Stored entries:
────────────────────
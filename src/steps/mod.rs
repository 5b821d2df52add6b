//! The fixed, ordered release plan.
//!
//! Six external invocations, always in the same order: install and upgrade the
//! build tooling, install and upgrade the upload tool, build, upload.

use crate::project::{DescriptionKind, PackageDescription};
use crate::settings::Settings;
use serde::Serialize;
use std::fmt;
use std::path::{Path, PathBuf};

/// Build tooling installed for every project
pub const BUILD_TOOLS: [&str; 2] = ["setuptools", "wheel"];

/// Extra frontend needed by pyproject-only projects
pub const PEP517_FRONTEND: &str = "build";

/// Upload tool
pub const UPLOAD_TOOL: &str = "twine";

/// One step of the release
#[derive(Debug, Clone, Copy, PartialEq, Eq, PartialOrd, Ord, Hash, Serialize)]
#[serde(rename_all = "kebab-case")]
pub enum ReleaseStep {
    /// `pip install` the build tooling
    InstallBuildTools,
    /// `pip install --upgrade` the build tooling
    UpgradeBuildTools,
    /// `pip install` the upload tool
    InstallUploadTool,
    /// `pip install --upgrade` the upload tool
    UpgradeUploadTool,
    /// Produce the source archive and the wheel
    Build,
    /// Upload the artifacts of the build
    Upload,
}

impl ReleaseStep {
    /// All steps in execution order
    pub const ALL: [ReleaseStep; 6] = [
        ReleaseStep::InstallBuildTools,
        ReleaseStep::UpgradeBuildTools,
        ReleaseStep::InstallUploadTool,
        ReleaseStep::UpgradeUploadTool,
        ReleaseStep::Build,
        ReleaseStep::Upload,
    ];

    /// Stable kebab-case name
    pub fn name(self) -> &'static str {
        match self {
            ReleaseStep::InstallBuildTools => "install-build-tools",
            ReleaseStep::UpgradeBuildTools => "upgrade-build-tools",
            ReleaseStep::InstallUploadTool => "install-upload-tool",
            ReleaseStep::UpgradeUploadTool => "upgrade-upload-tool",
            ReleaseStep::Build => "build",
            ReleaseStep::Upload => "upload",
        }
    }

    /// 1-based position in the plan
    pub fn number(self) -> usize {
        self as usize + 1
    }

    /// Whether this step only touches the tooling environment
    pub fn is_tooling(self) -> bool {
        self < ReleaseStep::Build
    }
}

impl fmt::Display for ReleaseStep {
    fn fmt(&self, f: &mut fmt::Formatter<'_>) -> fmt::Result {
        f.write_str(self.name())
    }
}

/// A single external command
#[derive(Debug, Clone, PartialEq, Eq, Serialize)]
pub struct Invocation {
    /// Executable name or path
    pub program: String,
    /// Arguments, unquoted
    pub args: Vec<String>,
    /// Working directory
    pub cwd: PathBuf,
}

impl Invocation {
    fn new<I, S>(program: &str, args: I, cwd: &Path) -> Self
    where
        I: IntoIterator<Item = S>,
        S: Into<String>,
    {
        Self {
            program: program.to_string(),
            args: args.into_iter().map(Into::into).collect(),
            cwd: cwd.to_path_buf(),
        }
    }

    /// Append further arguments
    pub fn with_args<I, S>(mut self, extra: I) -> Self
    where
        I: IntoIterator<Item = S>,
        S: Into<String>,
    {
        self.args.extend(extra.into_iter().map(Into::into));
        self
    }
}

impl fmt::Display for Invocation {
    fn fmt(&self, f: &mut fmt::Formatter<'_>) -> fmt::Result {
        f.write_str(&quote(&self.program))?;
        for arg in &self.args {
            write!(f, " {}", quote(arg))?;
        }
        Ok(())
    }
}

fn quote(arg: &str) -> String {
    if !arg.is_empty()
        && arg
            .chars()
            .all(|c| c.is_ascii_alphanumeric() || "-_./=:@+,".contains(c))
    {
        arg.to_string()
    } else {
        format!("'{}'", arg.replace('\'', r"'\''"))
    }
}

/// The complete, ordered release plan for one project
#[derive(Debug, Clone, Serialize)]
pub struct ReleasePlan {
    steps: Vec<(ReleaseStep, Invocation)>,
}

impl ReleasePlan {
    /// Build the plan for `description` under `settings`
    ///
    /// The upload invocation carries no artifacts yet; they are appended once
    /// the build step has produced and verified them.
    pub fn new(settings: &Settings, description: &PackageDescription) -> Self {
        let python = settings.python.as_str();
        let cwd = settings.project_dir.as_path();

        let mut build_tools: Vec<&str> = BUILD_TOOLS.to_vec();
        if description.kind == DescriptionKind::Pyproject {
            build_tools.push(PEP517_FRONTEND);
        }

        let pip_install = |upgrade: bool, packages: &[&str]| {
            let mut args = vec!["-m", "pip", "install"];
            if upgrade {
                args.push("--upgrade");
            }
            args.extend_from_slice(packages);
            Invocation::new(python, args, cwd)
        };

        let build = match description.kind {
            DescriptionKind::SetupPy => Invocation::new(python, ["setup.py"], cwd)
                .with_args(["sdist"])
                .with_args(dist_dir_override(settings))
                .with_args(["bdist_wheel"])
                .with_args(dist_dir_override(settings)),
            DescriptionKind::Pyproject => Invocation::new(
                python,
                ["-m", "build", "--sdist", "--wheel", "--outdir"],
                cwd,
            )
            .with_args([settings.dist_dir_arg()]),
        };

        let mut upload = Invocation::new(
            python,
            ["-m", UPLOAD_TOOL, "upload", "--non-interactive"],
            cwd,
        );
        if let Some(repository) = &settings.repository {
            upload = upload.with_args(["--repository".to_string(), repository.clone()]);
        }
        if let Some(url) = &settings.repository_url {
            upload = upload.with_args(["--repository-url".to_string(), url.clone()]);
        }
        if let Some(config_file) = &settings.config_file {
            upload = upload.with_args([
                "--config-file".to_string(),
                config_file.display().to_string(),
            ]);
        }

        Self {
            steps: vec![
                (ReleaseStep::InstallBuildTools, pip_install(false, &build_tools)),
                (ReleaseStep::UpgradeBuildTools, pip_install(true, &build_tools)),
                (ReleaseStep::InstallUploadTool, pip_install(false, &[UPLOAD_TOOL])),
                (ReleaseStep::UpgradeUploadTool, pip_install(true, &[UPLOAD_TOOL])),
                (ReleaseStep::Build, build),
                (ReleaseStep::Upload, upload),
            ],
        }
    }

    /// Steps with their invocations, in execution order
    pub fn steps(&self) -> impl Iterator<Item = (ReleaseStep, &Invocation)> {
        self.steps.iter().map(|(step, inv)| (*step, inv))
    }

    /// Invocation for a single step, if the plan contains it
    pub fn invocation(&self, step: ReleaseStep) -> Option<&Invocation> {
        self.steps
            .iter()
            .find(|(planned, _)| *planned == step)
            .map(|(_, invocation)| invocation)
    }
}

/// setuptools writes to `dist/` unless `--dist-dir` follows each command
fn dist_dir_override(settings: &Settings) -> Vec<String> {
    if settings.dist_dir == Path::new(crate::settings::DEFAULT_DIST_DIR) {
        Vec::new()
    } else {
        vec!["--dist-dir".to_string(), settings.dist_dir_arg()]
    }
}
────────────────────
◆ **Exercise objective**
Work out how many lines in this data contain "command". Only that number should be given.

◆ **Task output**
2